Bad River Chairman Mike Wiggins Jr. promised “active resistance” that will include filing lawsuits to stop the occupation of the mine site. He said the reservation and its waters are sacred and tribal members won’t allow it to be polluted.

Wiggins and the clean water activists assert that the runoff from the mine and the mining process will pollute the sacred waters of the Bad River and eventually Lake Superior. As stewards of the environment, the Bad River Nation has a moral duty to make sure these waters remain unsullied and pristine for themselves and all people.

As Bart Simpson would say, “What a load of crappy, crap, crap.”

Wiggins is an opportunist in the first degree. While he pontificates about the sacred nature of his tribe’s attachment to the water of the Bad River and Lake Superior, his tribal water treatment plant is the worst polluter in the state, dumping untreated water and effluent solids (translation, poop) into the very waters he says his ancestors are making him protect.

Talk about pointing out the stye in the other guy’s eye while there is a log wedged in your own eye, to paraphrase the Holy Book.

And where are all the friends of the water and streams and rivers when Tom Barrett’s water treatment plant is dumping the same crap in the waters of Lake Michigan. Just because there isn’t a reservation in Milwaukee means it’s okay to dump poop and garbage into Southeastern Wisconsin’s source of drinking water? Where are the lawsuits against Barrett and his effluent dumping machine?
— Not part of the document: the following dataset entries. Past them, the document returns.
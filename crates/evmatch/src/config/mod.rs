use std::env;
use std::fmt;
use std::net::{IpAddr, SocketAddr};
use std::path::PathBuf;

/// Distinguishes runtime behavior for different stages of the service.
#[derive(Debug, Clone, Copy, PartialEq, Eq)]
pub enum AppEnvironment {
    Development,
    Test,
    Production,
}

impl AppEnvironment {
    fn from_str(value: &str) -> Self {
        match value.trim().to_ascii_lowercase().as_str() {
            "prod" | "production" => Self::Production,
            "test" | "ci" => Self::Test,
            _ => Self::Development,
        }
    }
}

/// Top-level configuration for the application.
#[derive(Debug, Clone)]
pub struct AppConfig {
    pub environment: AppEnvironment,
    pub server: ServerConfig,
    pub telemetry: TelemetryConfig,
    pub catalog: CatalogConfig,
}

impl AppConfig {
    pub fn load() -> Result<Self, ConfigError> {
        dotenvy::dotenv().ok();

        let environment = AppEnvironment::from_str(
            &env::var("APP_ENV").unwrap_or_else(|_| "development".to_string()),
        );

        let host = env::var("APP_HOST").unwrap_or_else(|_| "127.0.0.1".to_string());
        let port = env::var("APP_PORT")
            .unwrap_or_else(|_| "3000".to_string())
            .parse::<u16>()
            .map_err(|_| ConfigError::InvalidPort)?;

        let log_level = env::var("APP_LOG_LEVEL").unwrap_or_else(|_| "info".to_string());

        let sync_path = env::var("APP_CATALOG_SYNC").ok().map(PathBuf::from);

        Ok(Self {
            environment,
            server: ServerConfig { host, port },
            telemetry: TelemetryConfig { log_level },
            catalog: CatalogConfig { sync_path },
        })
    }
}

/// Settings controlling the HTTP server binding.
#[derive(Debug, Clone)]
pub struct ServerConfig {
    pub host: String,
    pub port: u16,
}

impl ServerConfig {
    pub fn socket_addr(&self) -> Result<SocketAddr, ConfigError> {
        if self.host.eq_ignore_ascii_case("localhost") {
            return Ok(SocketAddr::new(IpAddr::from([127, 0, 0, 1]), self.port));
        }

        let ip: IpAddr = self
            .host
            .parse()
            .map_err(|source| ConfigError::InvalidHost { source })?;

        Ok(SocketAddr::new(ip, self.port))
    }
}

/// Tracing and metrics controls.
#[derive(Debug, Clone)]
pub struct TelemetryConfig {
    pub log_level: String,
}

/// Catalog bootstrap controls.
#[derive(Debug, Clone)]
pub struct CatalogConfig {
    /// Optional path to an `evdb_sync.json` export merged at startup.
    pub sync_path: Option<PathBuf>,
}

#[derive(Debug)]
pub enum ConfigError {
    InvalidPort,
    InvalidHost { source: std::net::AddrParseError },
}

impl fmt::Display for ConfigError {
    fn fmt(&self, f: &mut fmt::Formatter<'_>) -> fmt::Result {
        match self {
            ConfigError::InvalidPort => write!(f, "APP_PORT must be a valid u16"),
            ConfigError::InvalidHost { .. } => {
                write!(f, "APP_HOST must parse to an IPv4 or IPv6 address")
            }
        }
    }
}

impl std::error::Error for ConfigError {
    fn source(&self) -> Option<&(dyn std::error::Error + 'static)> {
        match self {
            ConfigError::InvalidPort => None,
            ConfigError::InvalidHost { source } => Some(source),
        }
    }
}
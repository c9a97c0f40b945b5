use super::common::*;
use crate::engine::tco::TcoCalculator;
use crate::preferences::Region;

#[test]
fn ev_breakdown_matches_hand_computed_lines() {
    let calc = TcoCalculator::default();
    let vehicle = flagship_ev();
    let prefs = prefs();

    let tco = calc.breakdown(&vehicle, &prefs);

    assert_eq!(tco.list_price, 41_500.0);
    assert_eq!(tco.incentive, 7_500.0);
    assert_eq!(tco.net_price, 34_000.0);
    // 14 kWh/100km over 20 000 km at 0.15/kWh.
    assert!((tco.annual_energy_cost - 420.0).abs() < 1e-9);
    assert!((tco.annual_maintenance - 600.0).abs() < 1e-9);
    assert_eq!(tco.annual_insurance, 1_800.0 + 400.0);
    assert_eq!(tco.annual_registration, 150.0);
    assert!((tco.resale_value - 15_300.0).abs() < 1e-9);
    assert!((tco.depreciation - 18_700.0).abs() < 1e-9);
    assert_eq!(
        tco.total_cost,
        tco.depreciation
            + tco.total_energy_cost
            + tco.total_maintenance
            + tco.total_insurance
            + tco.total_registration
    );
    assert_eq!(tco.cost_per_km, tco.total_cost / 100_000.0);
    assert_eq!(tco.cost_per_year, tco.total_cost / 5.0);
}

#[test]
fn california_energy_cost_for_efficient_ev() {
    let calc = TcoCalculator::default();
    let mut vehicle = flagship_ev();
    vehicle.kwh_per_100km = 13.7;
    let mut prefs = prefs();
    prefs.region = Region::UsaCalifornia;

    let tco = calc.breakdown(&vehicle, &prefs);

    assert!((tco.annual_energy_cost - 411.0).abs() < 1e-9);
    assert_eq!(tco.incentive, 9_500.0);
}

#[test]
fn phev_electric_ratio_steps_with_battery_range() {
    let calc = TcoCalculator::default();
    let prefs = prefs();

    // Range covers the full commute: 70% electric.
    let covers = suburban_phev();
    let covers_cost = calc.breakdown(&covers, &prefs).annual_energy_cost;
    let expected_70 = (22.0 / 100.0) * 14_000.0 * 0.15 + (6.0 / 100.0) * 6_000.0 * 1.5;
    assert!((covers_cost - expected_70).abs() < 1e-9);

    // Range covers half the commute: 50% electric.
    let mut half = suburban_phev();
    half.range_km = 30.0;
    let half_cost = calc.breakdown(&half, &prefs).annual_energy_cost;
    let expected_50 = (22.0 / 100.0) * 10_000.0 * 0.15 + (6.0 / 100.0) * 10_000.0 * 1.5;
    assert!((half_cost - expected_50).abs() < 1e-9);

    // Range covers less than half: 30% electric.
    let mut short = suburban_phev();
    short.range_km = 20.0;
    let short_cost = calc.breakdown(&short, &prefs).annual_energy_cost;
    let expected_30 = (22.0 / 100.0) * 6_000.0 * 0.15 + (6.0 / 100.0) * 14_000.0 * 1.5;
    assert!((short_cost - expected_30).abs() < 1e-9);
}

#[test]
fn net_price_can_go_negative_under_large_incentives() {
    let calc = TcoCalculator::default();
    let mut vehicle = flagship_ev();
    vehicle.base_price = 5_000.0;
    let mut prefs = prefs();
    prefs.region = Region::UsaColorado;

    let tco = calc.breakdown(&vehicle, &prefs);

    assert_eq!(tco.incentive, 12_500.0);
    assert!(tco.net_price < 0.0);
    assert!(tco.total_cost.is_finite());
}

#[test]
fn zero_distance_and_zero_horizon_guard_the_unit_rates() {
    let calc = TcoCalculator::default();
    let vehicle = flagship_ev();

    let mut no_driving = prefs();
    no_driving.annual_km = 0.0;
    let tco = calc.breakdown(&vehicle, &no_driving);
    assert_eq!(tco.cost_per_km, 0.0);
    assert_eq!(tco.annual_energy_cost, 0.0);

    let mut no_horizon = prefs();
    no_horizon.ownership_years = 0;
    let tco = calc.breakdown(&vehicle, &no_horizon);
    assert_eq!(tco.cost_per_km, 0.0);
    assert_eq!(tco.cost_per_year, 0.0);
}

#[test]
fn breakdown_is_idempotent() {
    let calc = TcoCalculator::default();
    let vehicle = suburban_phev();
    let prefs = prefs();

    let first = calc.breakdown(&vehicle, &prefs);
    let second = calc.breakdown(&vehicle, &prefs);

    assert_eq!(first, second);
}

#[test]
fn ice_baseline_reflects_fuel_and_maintenance_assumptions() {
    let calc = TcoCalculator::default();
    let vehicle = flagship_ev();
    let prefs = prefs();

    let tco = calc.breakdown(&vehicle, &prefs);

    let expected = 20_000.0
        + (9.0 / 100.0) * 20_000.0 * 1.5 * 5.0
        + 0.07 * 20_000.0 * 5.0
        + 1_500.0 * 5.0
        + 150.0 * 5.0;
    assert!((tco.ice_baseline - expected).abs() < 1e-9);
    assert_eq!(tco.savings_vs_ice, tco.ice_baseline - tco.total_cost);
}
I look forward to heading to Mercer or Hurley or Mellen in a few years and seeing these little cities booming from the jobs that will be created from the mine. There is no question that these communities, with unemployment rates hovering in the low teens, will see a transformation with the mine.

But it won’t be in terms of pollution and increased disease. It will be from the jobs and economic growth that will come from a multi-billion dollar ore vein that will finally be allowed to be freed.